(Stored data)
####################

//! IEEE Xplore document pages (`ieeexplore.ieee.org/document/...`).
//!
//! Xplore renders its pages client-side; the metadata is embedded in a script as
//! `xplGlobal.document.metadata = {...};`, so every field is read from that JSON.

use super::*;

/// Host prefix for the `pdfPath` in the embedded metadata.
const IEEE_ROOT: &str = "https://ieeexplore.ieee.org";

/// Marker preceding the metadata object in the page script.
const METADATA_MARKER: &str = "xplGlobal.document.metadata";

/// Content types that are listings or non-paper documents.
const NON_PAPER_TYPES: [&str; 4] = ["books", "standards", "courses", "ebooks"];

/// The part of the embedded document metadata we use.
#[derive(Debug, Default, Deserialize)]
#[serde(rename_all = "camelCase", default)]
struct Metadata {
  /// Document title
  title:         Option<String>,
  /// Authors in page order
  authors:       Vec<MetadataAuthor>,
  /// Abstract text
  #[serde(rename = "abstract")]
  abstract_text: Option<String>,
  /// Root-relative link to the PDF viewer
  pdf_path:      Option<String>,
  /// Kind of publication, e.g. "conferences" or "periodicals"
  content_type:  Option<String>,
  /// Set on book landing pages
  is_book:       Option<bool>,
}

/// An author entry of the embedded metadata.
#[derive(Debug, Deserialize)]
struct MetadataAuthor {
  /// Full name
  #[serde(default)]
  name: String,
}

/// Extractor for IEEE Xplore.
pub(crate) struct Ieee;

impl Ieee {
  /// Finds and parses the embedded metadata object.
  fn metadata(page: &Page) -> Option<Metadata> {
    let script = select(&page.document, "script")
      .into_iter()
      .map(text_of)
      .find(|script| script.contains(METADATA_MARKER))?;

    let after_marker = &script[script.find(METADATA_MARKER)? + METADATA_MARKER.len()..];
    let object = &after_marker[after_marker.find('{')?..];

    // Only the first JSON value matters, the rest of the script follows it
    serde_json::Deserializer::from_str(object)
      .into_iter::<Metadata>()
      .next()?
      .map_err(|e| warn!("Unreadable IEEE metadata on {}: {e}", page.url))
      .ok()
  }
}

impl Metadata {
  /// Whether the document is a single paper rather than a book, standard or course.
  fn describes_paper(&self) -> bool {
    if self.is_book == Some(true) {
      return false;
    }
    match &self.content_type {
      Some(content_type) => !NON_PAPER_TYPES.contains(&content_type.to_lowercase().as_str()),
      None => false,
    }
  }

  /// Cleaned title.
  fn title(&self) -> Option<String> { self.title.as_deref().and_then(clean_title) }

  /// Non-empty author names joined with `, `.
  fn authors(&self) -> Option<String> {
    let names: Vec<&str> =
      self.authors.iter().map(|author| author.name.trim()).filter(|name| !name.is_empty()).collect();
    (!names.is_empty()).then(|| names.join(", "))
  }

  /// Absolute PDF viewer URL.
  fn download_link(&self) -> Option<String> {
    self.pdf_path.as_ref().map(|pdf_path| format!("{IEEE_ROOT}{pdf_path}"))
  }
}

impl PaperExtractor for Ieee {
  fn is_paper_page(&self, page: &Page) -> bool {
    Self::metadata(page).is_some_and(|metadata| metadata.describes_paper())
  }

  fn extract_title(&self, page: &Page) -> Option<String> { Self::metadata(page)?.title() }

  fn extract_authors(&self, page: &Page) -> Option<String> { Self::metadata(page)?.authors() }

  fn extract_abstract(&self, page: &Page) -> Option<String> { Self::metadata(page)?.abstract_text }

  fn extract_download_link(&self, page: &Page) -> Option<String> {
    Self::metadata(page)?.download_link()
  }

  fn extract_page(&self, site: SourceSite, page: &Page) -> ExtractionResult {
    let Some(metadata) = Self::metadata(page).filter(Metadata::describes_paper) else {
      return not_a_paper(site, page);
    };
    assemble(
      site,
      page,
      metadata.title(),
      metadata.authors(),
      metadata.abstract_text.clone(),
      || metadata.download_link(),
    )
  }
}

####################

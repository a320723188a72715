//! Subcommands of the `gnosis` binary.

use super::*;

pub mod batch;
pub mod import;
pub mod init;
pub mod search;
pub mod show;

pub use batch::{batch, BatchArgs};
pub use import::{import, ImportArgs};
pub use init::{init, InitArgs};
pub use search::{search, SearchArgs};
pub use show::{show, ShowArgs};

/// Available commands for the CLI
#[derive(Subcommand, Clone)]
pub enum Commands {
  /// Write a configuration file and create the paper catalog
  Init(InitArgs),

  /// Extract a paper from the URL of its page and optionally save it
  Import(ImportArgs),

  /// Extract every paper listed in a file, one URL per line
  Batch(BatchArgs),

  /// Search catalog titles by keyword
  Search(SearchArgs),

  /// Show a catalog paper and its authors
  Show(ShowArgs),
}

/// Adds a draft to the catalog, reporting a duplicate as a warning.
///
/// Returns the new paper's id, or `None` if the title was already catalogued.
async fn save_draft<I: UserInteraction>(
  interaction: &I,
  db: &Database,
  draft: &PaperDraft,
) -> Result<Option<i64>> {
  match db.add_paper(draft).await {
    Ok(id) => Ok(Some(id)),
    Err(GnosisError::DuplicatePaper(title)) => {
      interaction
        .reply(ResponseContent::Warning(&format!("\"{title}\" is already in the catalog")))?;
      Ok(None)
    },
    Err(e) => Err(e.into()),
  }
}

####################

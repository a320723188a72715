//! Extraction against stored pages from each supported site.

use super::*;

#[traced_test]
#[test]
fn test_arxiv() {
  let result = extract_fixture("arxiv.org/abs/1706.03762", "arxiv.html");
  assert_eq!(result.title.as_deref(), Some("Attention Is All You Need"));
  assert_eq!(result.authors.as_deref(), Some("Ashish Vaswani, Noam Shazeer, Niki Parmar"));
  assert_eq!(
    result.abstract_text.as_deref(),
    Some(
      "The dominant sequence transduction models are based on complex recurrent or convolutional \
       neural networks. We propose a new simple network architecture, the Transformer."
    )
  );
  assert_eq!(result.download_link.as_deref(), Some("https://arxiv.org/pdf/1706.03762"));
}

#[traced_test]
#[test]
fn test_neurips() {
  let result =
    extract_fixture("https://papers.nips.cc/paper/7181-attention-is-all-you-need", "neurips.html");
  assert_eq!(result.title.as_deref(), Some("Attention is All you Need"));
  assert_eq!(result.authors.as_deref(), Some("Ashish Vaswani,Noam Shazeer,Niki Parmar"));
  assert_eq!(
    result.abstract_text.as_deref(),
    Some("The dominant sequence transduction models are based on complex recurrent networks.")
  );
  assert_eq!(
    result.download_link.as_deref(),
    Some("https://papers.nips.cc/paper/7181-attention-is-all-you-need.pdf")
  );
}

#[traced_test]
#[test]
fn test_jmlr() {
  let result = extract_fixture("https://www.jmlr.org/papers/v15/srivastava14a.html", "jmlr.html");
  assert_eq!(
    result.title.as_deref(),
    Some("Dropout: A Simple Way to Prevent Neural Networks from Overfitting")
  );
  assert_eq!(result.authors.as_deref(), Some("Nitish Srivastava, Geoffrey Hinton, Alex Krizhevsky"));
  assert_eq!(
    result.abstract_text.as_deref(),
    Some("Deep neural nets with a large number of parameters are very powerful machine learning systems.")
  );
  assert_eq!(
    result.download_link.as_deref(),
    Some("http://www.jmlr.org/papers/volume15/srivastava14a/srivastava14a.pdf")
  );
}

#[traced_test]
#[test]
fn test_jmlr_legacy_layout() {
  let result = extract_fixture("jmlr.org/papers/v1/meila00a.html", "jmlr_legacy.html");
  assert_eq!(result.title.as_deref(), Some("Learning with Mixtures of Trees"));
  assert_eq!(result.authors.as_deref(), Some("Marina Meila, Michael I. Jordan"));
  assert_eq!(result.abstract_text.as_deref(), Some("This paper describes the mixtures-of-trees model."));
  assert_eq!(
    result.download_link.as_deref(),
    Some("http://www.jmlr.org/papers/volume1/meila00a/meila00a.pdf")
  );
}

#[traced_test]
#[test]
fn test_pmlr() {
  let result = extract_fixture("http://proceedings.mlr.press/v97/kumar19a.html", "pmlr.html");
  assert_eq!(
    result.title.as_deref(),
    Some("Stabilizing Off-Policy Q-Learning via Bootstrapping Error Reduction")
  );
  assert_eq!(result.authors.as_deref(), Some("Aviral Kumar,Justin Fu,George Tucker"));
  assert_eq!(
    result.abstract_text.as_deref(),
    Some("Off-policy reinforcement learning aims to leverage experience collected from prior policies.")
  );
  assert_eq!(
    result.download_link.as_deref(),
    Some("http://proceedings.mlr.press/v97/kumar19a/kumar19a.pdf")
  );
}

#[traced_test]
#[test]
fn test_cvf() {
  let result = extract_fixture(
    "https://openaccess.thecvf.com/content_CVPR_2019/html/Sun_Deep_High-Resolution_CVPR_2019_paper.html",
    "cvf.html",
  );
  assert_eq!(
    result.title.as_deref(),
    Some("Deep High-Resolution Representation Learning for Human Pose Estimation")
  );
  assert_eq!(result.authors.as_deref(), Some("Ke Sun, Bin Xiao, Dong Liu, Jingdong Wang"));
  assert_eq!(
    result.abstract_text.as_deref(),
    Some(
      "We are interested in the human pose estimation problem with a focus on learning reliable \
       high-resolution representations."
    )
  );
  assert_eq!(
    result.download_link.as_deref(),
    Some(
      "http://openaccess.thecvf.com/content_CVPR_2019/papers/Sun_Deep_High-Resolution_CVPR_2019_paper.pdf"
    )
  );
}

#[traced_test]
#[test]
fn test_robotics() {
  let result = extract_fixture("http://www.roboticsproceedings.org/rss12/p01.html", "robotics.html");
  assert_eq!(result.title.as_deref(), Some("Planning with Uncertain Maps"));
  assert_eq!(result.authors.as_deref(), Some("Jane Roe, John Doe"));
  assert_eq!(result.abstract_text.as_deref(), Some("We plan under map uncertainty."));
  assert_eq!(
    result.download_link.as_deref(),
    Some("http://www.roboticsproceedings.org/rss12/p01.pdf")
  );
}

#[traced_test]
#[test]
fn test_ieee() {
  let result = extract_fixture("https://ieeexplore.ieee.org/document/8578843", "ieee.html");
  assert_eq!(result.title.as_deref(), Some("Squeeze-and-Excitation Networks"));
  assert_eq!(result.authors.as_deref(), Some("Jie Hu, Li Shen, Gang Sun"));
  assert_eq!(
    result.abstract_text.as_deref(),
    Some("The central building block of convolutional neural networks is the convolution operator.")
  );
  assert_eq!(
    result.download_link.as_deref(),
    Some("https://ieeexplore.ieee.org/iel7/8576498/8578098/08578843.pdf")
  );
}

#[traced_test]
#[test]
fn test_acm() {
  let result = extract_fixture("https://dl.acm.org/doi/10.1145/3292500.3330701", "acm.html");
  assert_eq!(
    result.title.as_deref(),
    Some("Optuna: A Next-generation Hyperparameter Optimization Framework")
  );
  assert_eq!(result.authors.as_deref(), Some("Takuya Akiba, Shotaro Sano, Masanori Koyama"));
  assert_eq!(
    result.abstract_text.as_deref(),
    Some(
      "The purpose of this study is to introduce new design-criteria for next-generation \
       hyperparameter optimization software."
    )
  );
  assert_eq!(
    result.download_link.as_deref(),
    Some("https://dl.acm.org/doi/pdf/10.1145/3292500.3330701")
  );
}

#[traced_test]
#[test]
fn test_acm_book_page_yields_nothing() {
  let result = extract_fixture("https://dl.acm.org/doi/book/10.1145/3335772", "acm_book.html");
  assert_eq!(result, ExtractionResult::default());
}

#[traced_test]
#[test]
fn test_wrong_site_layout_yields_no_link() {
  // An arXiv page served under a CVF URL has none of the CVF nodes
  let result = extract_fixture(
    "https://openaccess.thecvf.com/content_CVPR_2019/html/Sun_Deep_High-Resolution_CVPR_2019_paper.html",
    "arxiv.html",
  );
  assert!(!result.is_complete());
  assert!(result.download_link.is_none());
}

####################

**Instructions to follow:** Of all the entries above, output exactly the lines between the one holding "IEEE Xplore document" and the one holding "let after_marker = &script[script.find(METADATA_MARKER)?", inclusive.

**Task output:**
//! IEEE Xplore document pages (`ieeexplore.ieee.org/document/...`).
//!
//! Xplore renders its pages client-side; the metadata is embedded in a script as
//! `xplGlobal.document.metadata = {...};`, so every field is read from that JSON.

use super::*;

/// Host prefix for the `pdfPath` in the embedded metadata.
const IEEE_ROOT: &str = "https://ieeexplore.ieee.org";

/// Marker preceding the metadata object in the page script.
const METADATA_MARKER: &str = "xplGlobal.document.metadata";

/// Content types that are listings or non-paper documents.
const NON_PAPER_TYPES: [&str; 4] = ["books", "standards", "courses", "ebooks"];

/// The part of the embedded document metadata we use.
#[derive(Debug, Default, Deserialize)]
#[serde(rename_all = "camelCase", default)]
struct Metadata {
  /// Document title
  title:         Option<String>,
  /// Authors in page order
  authors:       Vec<MetadataAuthor>,
  /// Abstract text
  #[serde(rename = "abstract")]
  abstract_text: Option<String>,
  /// Root-relative link to the PDF viewer
  pdf_path:      Option<String>,
  /// Kind of publication, e.g. "conferences" or "periodicals"
  content_type:  Option<String>,
  /// Set on book landing pages
  is_book:       Option<bool>,
}

/// An author entry of the embedded metadata.
#[derive(Debug, Deserialize)]
struct MetadataAuthor {
  /// Full name
  #[serde(default)]
  name: String,
}

/// Extractor for IEEE Xplore.
pub(crate) struct Ieee;

impl Ieee {
  /// Finds and parses the embedded metadata object.
  fn metadata(page: &Page) -> Option<Metadata> {
    let script = select(&page.document, "script")
      .into_iter()
      .map(text_of)
      .find(|script| script.contains(METADATA_MARKER))?;

    let after_marker = &script[script.find(METADATA_MARKER)? + METADATA_MARKER.len()..];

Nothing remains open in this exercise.